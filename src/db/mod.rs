use std::fs;
use std::path::{Path, PathBuf};
use std::time::Duration;

use rusqlite::Connection;
use tracing::{debug, info};

use crate::error::AppResult;

pub mod repositories;

const SCHEMA_SQL: &str = include_str!("schema.sql");

#[derive(Clone, Debug)]
pub struct DbPool {
    path: PathBuf,
}

impl DbPool {
    pub fn new<P: Into<PathBuf>>(path: P) -> AppResult<Self> {
        let path = path.into();
        info!(target: "app::db", db_path = %path.display(), "initializing database pool");
        if let Some(parent) = path.parent() {
            if !parent.as_os_str().is_empty() && !parent.exists() {
                fs::create_dir_all(parent)?;
            }
        }

        let pool = Self { path };
        {
            pool.get_connection()?;
        }

        Ok(pool)
    }

    pub fn get_connection(&self) -> AppResult<Connection> {
        let mut conn = Connection::open(&self.path)?;
        configure_connection(&mut conn)?;
        conn.execute_batch(SCHEMA_SQL)?;
        debug!(target: "app::db", db_path = %self.path.display(), "database connection ready");
        Ok(conn)
    }

    pub fn with_connection<F, T>(&self, callback: F) -> AppResult<T>
    where
        F: FnOnce(&Connection) -> AppResult<T>,
    {
        let conn = self.get_connection()?;
        callback(&conn)
    }

    pub fn path(&self) -> &Path {
        &self.path
    }
}

fn configure_connection(conn: &mut Connection) -> AppResult<()> {
    conn.busy_timeout(Duration::from_secs(5))?;
    conn.pragma_update(None, "journal_mode", "WAL")?;
    Ok(())
}
pub mod analytics;
pub mod settings;
pub mod task;
pub mod time_entry;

════════════════

**Directions for this task**.
Each entry above needs to be output exactly as written.

**Answer area**.
filename src/db/mod.rs
use std::fs;
use std::path::{Path, PathBuf};
use std::time::Duration;

use rusqlite::Connection;
use tracing::{debug, info};

use crate::error::AppResult;

pub mod repositories;

const SCHEMA_SQL: &str = include_str!("schema.sql");

#[derive(Clone, Debug)]
pub struct DbPool {
    path: PathBuf,
}

impl DbPool {
    pub fn new<P: Into<PathBuf>>(path: P) -> AppResult<Self> {
        let path = path.into();
        info!(target: "app::db", db_path = %path.display(), "initializing database pool");
        if let Some(parent) = path.parent() {
            if !parent.as_os_str().is_empty() && !parent.exists() {
                fs::create_dir_all(parent)?;
            }
        }

        let pool = Self { path };
        {
            pool.get_connection()?;
        }

        Ok(pool)
    }

    pub fn get_connection(&self) -> AppResult<Connection> {
        let mut conn = Connection::open(&self.path)?;
        configure_connection(&mut conn)?;
        conn.execute_batch(SCHEMA_SQL)?;
        debug!(target: "app::db", db_path = %self.path.display(), "database connection ready");
        Ok(conn)
    }

    pub fn with_connection<F, T>(&self, callback: F) -> AppResult<T>
    where
        F: FnOnce(&Connection) -> AppResult<T>,
    {
        let conn = self.get_connection()?;
        callback(&conn)
    }

    pub fn path(&self) -> &Path {
        &self.path
    }
}

fn configure_connection(conn: &mut Connection) -> AppResult<()> {
    conn.busy_timeout(Duration::from_secs(5))?;
    conn.pragma_update(None, "journal_mode", "WAL")?;
    Ok(())
}
pub mod analytics;
pub mod settings;
pub mod task;
pub mod time_entry;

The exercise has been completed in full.